How Fire-Resistant Trees Might Save Our Landscapes from Climate Change

“Strategically planting cypress trees can save our landscapes from forest fires caused by climate change.” #globalgoals

This fall, the United Nations is preparing to launch its 17 Sustainable Development Goals—an extraordinary action plan to solve the world’s biggest problems by 2030. Over the coming months, we’ll be connecting with The Local Globalists: 17 nonprofit founders, entrepreneurs, and social innovators who are working every day, wherever they are, to turn one of the U.N.’s #globalgoals into reality.

Goal 15: Protect terrestrial ecosystems and forests.

In 2012, Spain experienced the worst season of forest fires in several decades, with tens of thousands of acres going up in flames.

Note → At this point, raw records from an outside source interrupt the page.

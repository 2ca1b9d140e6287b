//! In-process fakes shared by the use case tests.

use crate::ports::completion_endpoint::{ByteStream, CompletionEndpoint, EndpointError, TransportError};
use crate::ports::conversation_logger::{ConversationEvent, ConversationLogger};
use crate::ports::conversation_store::{ConversationStore, StoreError};
use async_trait::async_trait;
use bytes::Bytes;
use chrono::{Duration, TimeZone, Utc};
use futures::{StreamExt, stream};
use std::collections::HashSet;
use std::sync::Mutex;
use xylos_domain::{
    CompletionRequest, Conversation, ConversationId, ConversationMode, Role, StoredMessage, UserId,
};

pub fn frame(content: &str) -> String {
    format!(
        "data: {}\n",
        serde_json::json!({"choices": [{"delta": {"content": content}}]})
    )
}

pub enum Script {
    Body(Vec<String>),
    FailAfter(Vec<String>),
    Reject(u16, String),
}

/// Endpoint replaying a fixed script and recording every request.
pub struct ScriptedEndpoint {
    script: Mutex<Option<Script>>,
    pub requests: Mutex<Vec<CompletionRequest>>,
}

impl ScriptedEndpoint {
    pub fn new(script: Script) -> Self {
        Self {
            script: Mutex::new(Some(script)),
            requests: Mutex::new(Vec::new()),
        }
    }

    pub fn replying(fragments: &[&str]) -> Self {
        let mut body: Vec<String> = fragments.iter().map(|f| frame(f)).collect();
        body.push("data: [DONE]\n".to_string());
        Self::new(Script::Body(body))
    }
}

#[async_trait]
impl CompletionEndpoint for ScriptedEndpoint {
    async fn open_stream(&self, request: &CompletionRequest) -> Result<ByteStream, EndpointError> {
        self.requests.lock().unwrap().push(request.clone());
        let script = self
            .script
            .lock()
            .unwrap()
            .take()
            .unwrap_or(Script::Body(Vec::new()));
        let (chunks, fail) = match script {
            Script::Reject(status, message) => {
                return Err(EndpointError::Rejected { status, message });
            }
            Script::Body(chunks) => (chunks, false),
            Script::FailAfter(chunks) => (chunks, true),
        };
        let mut items: Vec<Result<Bytes, TransportError>> =
            chunks.into_iter().map(|c| Ok(Bytes::from(c))).collect();
        if fail {
            items.push(Err(TransportError::ConnectionReset("reset".into())));
        }
        Ok(stream::iter(items).boxed())
    }
}

#[derive(Default)]
struct StoreState {
    conversations: Vec<Conversation>,
    messages: Vec<StoredMessage>,
    failing_previews: HashSet<ConversationId>,
    next_id: usize,
    clock: i64,
}

/// Minimal store with a deterministic clock.
#[derive(Default)]
pub struct FakeStore {
    state: Mutex<StoreState>,
    pub fail_appends: bool,
}

impl FakeStore {
    pub fn failing_appends() -> Self {
        Self {
            fail_appends: true,
            ..Default::default()
        }
    }

    pub fn fail_preview_for(&self, id: &ConversationId) {
        self.state.lock().unwrap().failing_previews.insert(id.clone());
    }

    pub fn stored(&self) -> Vec<StoredMessage> {
        self.state.lock().unwrap().messages.clone()
    }
}

#[async_trait]
impl ConversationStore for FakeStore {
    async fn create(
        &self,
        owner: &UserId,
        mode: ConversationMode,
    ) -> Result<Conversation, StoreError> {
        let mut state = self.state.lock().unwrap();
        state.next_id += 1;
        state.clock += 1;
        let at = Utc.with_ymd_and_hms(2025, 1, 1, 0, 0, 0).unwrap() + Duration::seconds(state.clock);
        let conversation = Conversation {
            id: ConversationId::new(format!("c{}", state.next_id)),
            user_id: owner.clone(),
            mode,
            created_at: at,
            updated_at: at,
        };
        state.conversations.push(conversation.clone());
        Ok(conversation)
    }

    async fn list_by_owner(&self, owner: &UserId) -> Result<Vec<Conversation>, StoreError> {
        let state = self.state.lock().unwrap();
        let mut list: Vec<Conversation> = state
            .conversations
            .iter()
            .filter(|c| &c.user_id == owner)
            .cloned()
            .collect();
        list.sort_by(|a, b| b.updated_at.cmp(&a.updated_at));
        Ok(list)
    }

    async fn messages(
        &self,
        conversation_id: &ConversationId,
    ) -> Result<Vec<StoredMessage>, StoreError> {
        let state = self.state.lock().unwrap();
        if !state.conversations.iter().any(|c| &c.id == conversation_id) {
            return Err(StoreError::NotFound(conversation_id.clone()));
        }
        Ok(state
            .messages
            .iter()
            .filter(|m| &m.conversation_id == conversation_id)
            .cloned()
            .collect())
    }

    async fn first_user_message(
        &self,
        conversation_id: &ConversationId,
    ) -> Result<Option<StoredMessage>, StoreError> {
        let state = self.state.lock().unwrap();
        if state.failing_previews.contains(conversation_id) {
            return Err(StoreError::RequestFailed("preview unavailable".into()));
        }
        Ok(state
            .messages
            .iter()
            .find(|m| &m.conversation_id == conversation_id && m.role == Role::User)
            .cloned())
    }

    async fn append_message(
        &self,
        conversation_id: &ConversationId,
        role: Role,
        content: &str,
    ) -> Result<(), StoreError> {
        if self.fail_appends {
            return Err(StoreError::RequestFailed("insert rejected".into()));
        }
        let mut state = self.state.lock().unwrap();
        state.clock += 1;
        let at = Utc.with_ymd_and_hms(2025, 1, 1, 0, 0, 0).unwrap() + Duration::seconds(state.clock);
        if let Some(c) = state
            .conversations
            .iter_mut()
            .find(|c| &c.id == conversation_id)
        {
            c.updated_at = at;
        }
        state.messages.push(StoredMessage {
            conversation_id: conversation_id.clone(),
            role,
            content: content.to_string(),
            created_at: at,
        });
        Ok(())
    }

    async fn delete(&self, conversation_id: &ConversationId) -> Result<(), StoreError> {
        let mut state = self.state.lock().unwrap();
        state.conversations.retain(|c| &c.id != conversation_id);
        state.messages.retain(|m| &m.conversation_id != conversation_id);
        Ok(())
    }
}

/// Logger that keeps event types in memory.
#[derive(Default)]
pub struct RecordingLogger {
    pub events: Mutex<Vec<(&'static str, serde_json::Value)>>,
}

impl RecordingLogger {
    pub fn event_types(&self) -> Vec<&'static str> {
        self.events.lock().unwrap().iter().map(|(t, _)| *t).collect()
    }
}

impl ConversationLogger for RecordingLogger {
    fn log(&self, event: ConversationEvent) {
        self.events
            .lock()
            .unwrap()
            .push((event.event_type, event.payload));
    }
}
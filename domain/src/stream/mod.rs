//! Streamed completion responses.
//!
//! - [`frame`]: `data:` line framing and the strict chunk schema
//! - [`decoder`]: chunk-boundary-safe UTF-8 and line decoding
//! - [`accumulator::AccumulatedMessage`]: the running assistant text
//! - [`phase::StreamPhase`]: lifecycle of one response

pub mod accumulator;
pub mod decoder;
pub mod frame;
pub mod phase;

Amidst all the destruction, one particular fire in the Andilla region, which burned almost 50,000 acres, presented a curious opportunity for José Moya and his brother Bernabé, both researchers at the University of Valencia’s Department of Monumental Trees.

While other native tree species like oaks, junipers, and pines were decimated by the fire, a clump of 946 Cupressus sempervirens, or Mediterranean cypress trees, stood tall amidst the destruction, more than 98 percent of them left completely unscathed.

The plot was part of the CypFire project, a European Union-funded initiative that has studied how different tree species respond to frosts, droughts, and production of wood and pollen, among other things, for several decades. Though both Moyas had been studying the potential fire-resistant qualities of this species before 2012, the unhappy accident spurred further research that has major implications for how we deal with forest fires in the age of climate change.

“The water content of the cypress is higher than the other Mediterranean species, and it stays constant and permanent throughout the year. The tree also has lower ignitability compared to other species,” José Moya says. “It represents an economic and ecological solution to save the landscape of the Mediterranean and potentially elsewhere.”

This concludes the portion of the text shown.